NEW YORK ─ The US Food and Drug Administration on Saturday said it has issued emergency use authorization to Yale School of Public Health for its SalivaDirect COVID-19 diagnostic test, which uses a new method of processing saliva samples being tested for SARS-CoV-2.
With SalivaDirect, a saliva sample can be collected in a sterile container, and the method does not require special types of swabs or collection devices, the FDA said. The method also does not require a separate nucleic acid extraction step, significant because extraction kits used for this step in other tests have been prone to shortages, the FDA noted.
SalivaDirect enables testing of low volumes of saliva using a dualplex RT-qPCR method for SARS-CoV-2 RNA detection. Saliva, first treated with proteinase K followed by a heat inactivation step, serves as the sample for the RT-qPCR test. The test uses validated primer and probe sets developed by the US Centers for Disease Control and Prevention.
Testing is limited to laboratories designated by the Yale School of Public Health, which include Yale School of Medicine's CLIA-certified Clinical Molecular Diagnostics Laboratory in New Haven, Connecticut. Additionally, the SalivaDirect method has been validated and authorized for use with different combinations of commonly used reagents and instruments, meaning the test could be used broadly in most high-complexity labs, the FDA said.

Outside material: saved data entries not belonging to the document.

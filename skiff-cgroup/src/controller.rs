//! Per-container cgroup v1 groups

use skiff_core::{CgroupHierarchy, ContainerId, Error, ProcessId, Result};
use std::fmt;
use std::fs;
use std::path::{Path, PathBuf};
use tracing::debug;

/// A cgroup v1 controller skiff installs limits through
#[derive(Debug, Clone, Copy, PartialEq, Eq, Hash)]
pub enum Controller {
    /// `memory` controller
    Memory,
    /// `cpu` (CFS bandwidth) controller
    Cpu,
}

impl Controller {
    /// Controllers in installation order
    pub const ALL: [Self; 2] = [Self::Memory, Self::Cpu];

    /// Directory name of the controller under the cgroup mount
    #[must_use]
    pub const fn name(self) -> &'static str {
        match self {
            Self::Memory => "memory",
            Self::Cpu => "cpu",
        }
    }
}

impl fmt::Display for Controller {
    fn fmt(&self, f: &mut fmt::Formatter<'_>) -> fmt::Result {
        f.write_str(self.name())
    }
}

/// One container's directory under one controller
///
/// This struct represents `<mount>/<controller>/<namespace>/<id>`.
/// It provides methods to:
/// - Create the directory (idempotent)
/// - Write control files
/// - Move a process into the group
#[derive(Debug, Clone)]
pub struct CgroupGroup {
    /// Which controller the group belongs to
    pub(crate) controller: Controller,

    /// Full path to this group directory
    /// example: /sys/fs/cgroup/cpu/skiff/3f2a...
    pub(crate) path: PathBuf,
}

impl CgroupGroup {
    /// Create (or reuse) the group for `id` under `controller`
    ///
    /// # Errors
    ///
    /// Returns error if:
    /// - The controller is not mounted under the hierarchy's mount point
    /// - A non-directory already occupies the group path
    /// - Directory creation fails
    pub fn create(
        hierarchy: &CgroupHierarchy,
        controller: Controller,
        id: &ContainerId,
    ) -> Result<Self> {
        let mount = hierarchy.mount.join(controller.name());
        if !mount.is_dir() {
            return Err(Error::ResourceUnavailable {
                resource: mount.display().to_string(),
                message: format!("cgroup v1 {controller} controller is not mounted"),
            });
        }

        let path = hierarchy.group_path(controller.name(), id);

        if path.exists() && !path.is_dir() {
            return Err(Error::CGroup {
                message: format!("{} exists and is not a directory", path.display()),
            });
        }

        debug!(
            container_id = %id,
            controller = %controller,
            path = %path.display(),
            "Creating cgroup directory"
        );

        fs::create_dir_all(&path)
            .map_err(|e| Error::io(format!("create {}", path.display()), e))?;

        Ok(Self { controller, path })
    }

    /// The controller this group belongs to
    #[must_use]
    pub const fn controller(&self) -> Controller {
        self.controller
    }

    /// Directory of this group
    #[must_use]
    pub fn path(&self) -> &Path {
        &self.path
    }

    /// Write a decimal ASCII value to one control file
    pub(crate) fn write(&self, file: &str, value: impl fmt::Display) -> Result<()> {
        let target = self.path.join(file);
        let value = value.to_string();

        debug!(path = %target.display(), value = %value, "Writing cgroup control file");

        fs::write(&target, &value).map_err(|e| {
            // The kernel answers EINVAL for values it will not accept
            if e.raw_os_error() == Some(libc::EINVAL) {
                Error::invalid_config(format!(
                    "{} rejected value {value}",
                    target.display()
                ))
            } else {
                Error::io(format!("write {}", target.display()), e)
            }
        })
    }

    /// Move `pid` into this group
    ///
    /// # Errors
    /// Returns error if `cgroup.procs` cannot be written
    pub fn add_process(&self, pid: ProcessId) -> Result<()> {
        debug!(
            pid = pid.as_raw(),
            controller = %self.controller,
            "Adding process to cgroup"
        );
        self.write("cgroup.procs", pid)
    }
}
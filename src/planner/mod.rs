//! Look-ahead velocity planner.
//!
//! Plans a sequence of moves for maximum speed given constraints. Built
//! around the formula `v² = v0² + 2as` for final speed `v`, initial speed
//! `v0`, acceleration `a` and distance `s`. Each move carries three
//! constraints: a requested cruise speed, a max entry speed, and the
//! maximum `2as` term achievable over the move. For every added move the
//! planner re-optimizes entry and exit speeds across the whole queue so
//! all constraints are met.
//!
//! The planning algorithm is heavily based on Grbl's.

mod block;

pub use block::PlanBlock;

/// Bounded producer/consumer of kinematic blocks with online speed
/// optimization.
///
/// `CAP` is the ring capacity (one slot stays reserved to distinguish a
/// full buffer from an empty one, so at most `CAP - 1` moves queue up);
/// `AXES` is the number of coordinated step channels. Storage is a fixed
/// array plus ring indices: interrupt-context reads are O(1) and never
/// allocate.
#[derive(Debug)]
pub struct Planner<const CAP: usize, const AXES: usize> {
    blocks: [PlanBlock<AXES>; CAP],
    /// Index of the block to process now.
    tail: usize,
    /// Index of the next block to be pushed.
    head: usize,
    /// Index one past `head`; `tail == next_head` means full.
    next_head: usize,
    /// Index of the last optimally planned block. Recalculation never
    /// scans earlier than this.
    planned: usize,
}

impl<const CAP: usize, const AXES: usize> Default for Planner<CAP, AXES> {
    fn default() -> Self {
        Self::new()
    }
}

impl<const CAP: usize, const AXES: usize> Planner<CAP, AXES> {
    /// Create a planner capable of queueing `CAP - 1` moves ahead.
    pub fn new() -> Self {
        Self {
            blocks: [PlanBlock::EMPTY; CAP],
            tail: 0,
            head: 0,
            next_head: 1 % CAP,
            planned: 0,
        }
    }

    /// True if no slot is available for another move.
    #[inline]
    pub fn is_buffer_full(&self) -> bool {
        self.tail == self.next_head
    }

    /// True if no moves are queued.
    #[inline]
    pub fn is_empty(&self) -> bool {
        self.head == self.tail
    }

    /// Step counts of the current move, or `None` if the queue is empty.
    pub fn current_steps(&self) -> Option<&[i32; AXES]> {
        if self.is_empty() {
            return None;
        }
        Some(&self.blocks[self.tail].steps)
    }

    /// Planned entry speed (squared) for the current move.
    pub fn current_entry_speed_sqr(&self) -> Option<f32> {
        if self.is_empty() {
            return None;
        }
        Some(self.blocks[self.tail].entry_speed_sqr)
    }

    /// Requested cruise speed (squared) for the current move.
    pub fn current_speed_sqr(&self) -> Option<f32> {
        if self.is_empty() {
            return None;
        }
        Some(self.blocks[self.tail].nominal_speed_sqr)
    }

    /// Planned exit speed (squared) for the current move.
    ///
    /// Defined as the entry speed of the next queued move, or zero when
    /// nothing follows (end of queue).
    pub fn current_exit_speed_sqr(&self) -> Option<f32> {
        if self.is_empty() {
            return None;
        }
        let next = self.next_index(self.tail);
        if next == self.head {
            return Some(0.0);
        }
        Some(self.blocks[next].entry_speed_sqr)
    }

    /// Discard the current move. No-op when the queue is already empty.
    pub fn next_move(&mut self) {
        if self.is_empty() {
            return;
        }
        let next = self.next_index(self.tail);
        // A consumed block can no longer be a re-optimization boundary.
        if self.tail == self.planned {
            self.planned = next;
        }
        self.tail = next;
    }

    /// Append a move and re-optimize the queued plan.
    ///
    /// `max_change_speed_sqr` is the `2·a·s` term for this move,
    /// `nominal_speed_sqr` the requested cruise speed squared and
    /// `max_entry_speed_sqr` the junction cap squared.
    ///
    /// Callers must check [`is_buffer_full`](Self::is_buffer_full) first;
    /// inserting into a full buffer is a contract violation and the move
    /// is silently dropped.
    pub fn plan_move(
        &mut self,
        steps: [i32; AXES],
        max_change_speed_sqr: f32,
        nominal_speed_sqr: f32,
        max_entry_speed_sqr: f32,
    ) {
        debug_assert!(!self.is_buffer_full());
        if self.is_buffer_full() {
            return;
        }

        let first = self.is_empty();
        let prev_nominal_speed_sqr = if first {
            0.0
        } else {
            self.blocks[self.prev_index(self.head)].nominal_speed_sqr
        };

        let block = &mut self.blocks[self.head];
        block.steps = steps;
        block.entry_speed_sqr = 0.0;
        block.nominal_speed_sqr = nominal_speed_sqr;
        block.max_change_speed_sqr = max_change_speed_sqr;
        block.max_entry_speed_sqr = if first {
            // The first block starts from standstill.
            0.0
        } else {
            max_entry_speed_sqr
                .min(nominal_speed_sqr)
                .min(prev_nominal_speed_sqr)
        };

        self.head = self.next_head;
        self.next_head = self.next_index(self.head);

        self.recalculate();
    }

    #[inline]
    fn next_index(&self, index: usize) -> usize {
        if index + 1 == CAP {
            0
        } else {
            index + 1
        }
    }

    #[inline]
    fn prev_index(&self, index: usize) -> usize {
        if index == 0 {
            CAP - 1
        } else {
            index - 1
        }
    }

    /// Two-pass entry speed optimization over all not-yet-optimal blocks.
    ///
    /// The reverse pass maximizes deceleration curves back-planning from
    /// the newest block; the forward pass refines it with acceleration
    /// limits and advances the `planned` pointer past every block whose
    /// entry speed can no longer be improved by future insertions. Only
    /// `entry_speed_sqr` is ever rewritten; the `max_*` constraints stay
    /// as set at insertion.
    fn recalculate(&mut self) {
        let newest = self.prev_index(self.head);

        // Nothing to optimize with a single plannable block.
        if newest == self.planned {
            return;
        }

        // Reverse pass. The newest block must be able to stop at its end
        // (nothing is planned after it), so its entry is bounded by the
        // speed change achievable over the block alone.
        {
            let block = &mut self.blocks[newest];
            block.entry_speed_sqr = block.max_entry_speed_sqr.min(block.max_change_speed_sqr);
        }

        let mut next_index = newest;
        let mut index = self.prev_index(newest);
        while index != self.planned {
            let next_entry_sqr = self.blocks[next_index].entry_speed_sqr;
            let current = &mut self.blocks[index];

            // Fastest entry from which this block can still decelerate to
            // the already-fixed speed ahead of it. A block pinned at its
            // cap is left alone.
            if current.entry_speed_sqr != current.max_entry_speed_sqr {
                current.entry_speed_sqr = current
                    .max_entry_speed_sqr
                    .min(next_entry_sqr + current.max_change_speed_sqr);
            }

            next_index = index;
            index = self.prev_index(index);
        }

        // Forward pass, from the last optimally planned block onward.
        let mut current_index = self.planned;
        let mut index = self.next_index(self.planned);
        while index != self.head {
            let current_entry_sqr = self.blocks[current_index].entry_speed_sqr;
            let current_change_sqr = self.blocks[current_index].max_change_speed_sqr;
            let next = &mut self.blocks[index];

            // If the current block cannot accelerate up to the reverse
            // pass result, the next entry is acceleration-pinned and
            // everything before it is optimal.
            if current_entry_sqr < next.entry_speed_sqr {
                let reachable_sqr = current_entry_sqr + current_change_sqr;
                if reachable_sqr < next.entry_speed_sqr {
                    // Always <= max_entry_speed_sqr; the reverse pass
                    // already clamped to that.
                    next.entry_speed_sqr = reachable_sqr;
                    self.planned = index;
                }
            }

            // A block at its hard entry cap also brackets an optimal
            // plan; nothing between two caps can improve further.
            if next.entry_speed_sqr == next.max_entry_speed_sqr {
                self.planned = index;
            }

            current_index = index;
            index = self.next_index(index);
        }
    }
}
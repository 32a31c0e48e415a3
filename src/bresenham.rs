//! Bresenham step synchronization.
//!
//! Distributes a dependent axis's steps as evenly as possible across the
//! dominant axis's step events (classic digital differential analyzer).

/// Per-axis step distributor for one move.
///
/// For a move whose dominant axis fires `dx` step events, decides on each
/// event whether this axis (requesting `dy <= dx` steps) should also step.
/// The update is a pure integer error-accumulator adjustment: O(1) and
/// allocation free, safe to run from interrupt context.
#[derive(Debug, Clone, Copy, Default)]
#[cfg_attr(feature = "defmt", derive(defmt::Format))]
pub struct Bresenham {
    error: i32,
    dxy: i32,
    dy: i32,
}

impl Bresenham {
    /// Create a distributor emitting `dy` steps over `dx` events.
    ///
    /// Requires `dy <= dx`. The first step arrives on the first event.
    #[inline]
    pub fn new(dy: u32, dx: u32) -> Self {
        Self::with_offset(dy, dx, 0)
    }

    /// Create a distributor with a phase-shifted first step.
    ///
    /// `offset` controls when the first step arrives: 0 on the first
    /// event, 1 in between, 2 on the last event. Needed so axes joining a
    /// move mid-profile stay synchronized with the dominant axis.
    #[inline]
    pub fn with_offset(dy: u32, dx: u32, offset: u32) -> Self {
        Self {
            error: (dx * offset) as i32 - (dy * 2) as i32,
            dxy: ((dx - dy) * 2) as i32,
            dy: (dy * 2) as i32,
        }
    }

    /// Advance one dominant-axis event.
    ///
    /// Returns true if this axis should step on this event.
    #[inline]
    pub fn tick(&mut self) -> bool {
        if self.error < 0 {
            self.error += self.dxy;
            true
        } else {
            self.error -= self.dy;
            false
        }
    }

    /// True if this axis requests no steps and will never fire.
    #[inline]
    pub fn is_zero_slope(&self) -> bool {
        self.dy == 0
    }
}
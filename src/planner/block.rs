//! Planner block storage.

/// Data the planner keeps for one linear block of motion.
///
/// All speeds are carried squared (machine units²) so the hot insertion
/// path never takes a square root; consumers convert to a physical rate
/// only when handing the block to the step generator.
#[derive(Debug, Clone, Copy)]
#[cfg_attr(feature = "defmt", derive(defmt::Format))]
pub struct PlanBlock<const AXES: usize> {
    /// Planned number of steps per axis (sign encodes direction).
    pub steps: [i32; AXES],
    /// Planned entry speed (squared). Re-derived by every recalculation
    /// pass until the block becomes optimally planned.
    pub entry_speed_sqr: f32,
    /// Requested cruise speed (squared). Fixed at insertion.
    pub nominal_speed_sqr: f32,
    /// Max allowed entry speed (squared). Fixed at insertion.
    pub max_entry_speed_sqr: f32,
    /// Max possible speed change over this block, the `2·a·s` term
    /// (squared units). Fixed at insertion.
    pub max_change_speed_sqr: f32,
}

impl<const AXES: usize> PlanBlock<AXES> {
    /// An unused block slot.
    pub const EMPTY: Self = Self {
        steps: [0; AXES],
        entry_speed_sqr: 0.0,
        nominal_speed_sqr: 0.0,
        max_entry_speed_sqr: 0.0,
        max_change_speed_sqr: 0.0,
    };
}

impl<const AXES: usize> Default for PlanBlock<AXES> {
    fn default() -> Self {
        Self::EMPTY
    }
}
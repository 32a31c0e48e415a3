//! # motion-core
//!
//! Look-ahead motion planning and interrupt-driven step generation for
//! multi-axis stepper machines (3D printers, CNC-style gantries).
//!
//! ## Features
//!
//! - **Look-ahead planner**: bounded ring buffer of moves with online
//!   junction-speed optimization (two-pass, squared-speed arithmetic)
//! - **Exact ramps**: integer-recurrence trapezoid delay generation with
//!   bit-exact acceleration/deceleration symmetry
//! - **Multi-axis sync**: Bresenham step distribution across axes
//! - **Interrupt driven**: the ticker state machine runs entirely from a
//!   self-rescheduling hardware timer callback
//! - **embedded-hal 1.0**: `OutputPin`/`InputPin` based step/dir driver
//! - **no_std compatible**: allocation free, fixed-capacity buffers
//!
//! ## Quick Start
//!
//! ```rust,ignore
//! use motion_core::{Planner, TickerConfig, TrapezoidTicker};
//!
//! let mut planner: Planner<16, 4> = Planner::new();
//! if !planner.is_buffer_full() {
//!     planner.plan_move([100, 50, 0, 0], 800.0, 10_000.0, 2_500.0);
//! }
//!
//! let mut ticker = TrapezoidTicker::new(steppers, timer, TickerConfig::default());
//! ticker.start();
//! // From the timer interrupt:
//! let next_delay = ticker.on_timer(&mut planner);
//! ```
//!
//! ## Feature Flags
//!
//! - `std` (default): enables TOML parsing of machine configuration
//! - `alloc`: enables heap allocation for no_std with allocator
//! - `defmt`: enables defmt formatting for embedded targets

#![cfg_attr(not(feature = "std"), no_std)]
#![warn(missing_docs)]
#![warn(clippy::all)]
#![deny(unsafe_code)]
// Allow large error types - necessary for no_std with heapless strings
#![allow(clippy::result_large_err)]

#[cfg(feature = "alloc")]
extern crate alloc;

// Core modules
pub mod bresenham;
pub mod config;
pub mod error;
pub mod planner;
pub mod sched;
pub mod stepper;
pub mod ticker;
pub mod timer;
pub mod trapezoid;

// Re-exports for ergonomic API
pub use bresenham::Bresenham;
pub use config::{AxisConfig, MachineConfig, MoveConstraints};
pub use error::{ConfigError, Result};
pub use planner::Planner;
pub use sched::{SchedulingTimer, TimerBase};
pub use stepper::{StepDirStepper, Stepper, StepperState};
pub use ticker::{TickerConfig, TrapezoidTicker};
pub use timer::Timer;
pub use trapezoid::{Ramp, TrapezoidGenerator, TrapezoidParameters};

Yale intends to provide the SalivaDirect protocol freely to interested laboratories; designated laboratories could follow a specific protocol to obtain the required components and perform the test in their lab according to Yale's instructions for use.
"Providing this type of flexibility for processing saliva samples to test for COVID-19 infection is groundbreaking in terms of efficiency and avoiding shortages of crucial test components like reagents," FDA Commissioner Stephen Hahn said in a statement.
The FDA issued the first saliva test EUA to the Rutgers Clinical Genomics Laboratory at RUCDR Infinite Biologics in April. The FDA amended the Rutgers EUA in May to enable at-home collection.
It subsequently issued EUAs to saliva-based tests from Phosphorus Diagnostics in June and P23 Labs as well as Clinical Reference Laboratory in July.
Testing saliva eliminates the need for nasopharyngeal swabs, which have also been prone to shortages, and alleviates the patient discomfort associated with these swabs, the FDA noted. Since the saliva sample is self-collected under the observation of a healthcare professional, it could also potentially lower the risk posed to healthcare workers responsible for sample collection, the agency added.
The FDA noted that it has seen variable performance in tests using saliva, but it determined that SalivaDirect meets EUA criteria based on the data submitted by the Yale School of Public Health.
SalivaDirect is being further validated as a test for asymptomatic individuals through a program that tests players and staff from the National Basketball Association.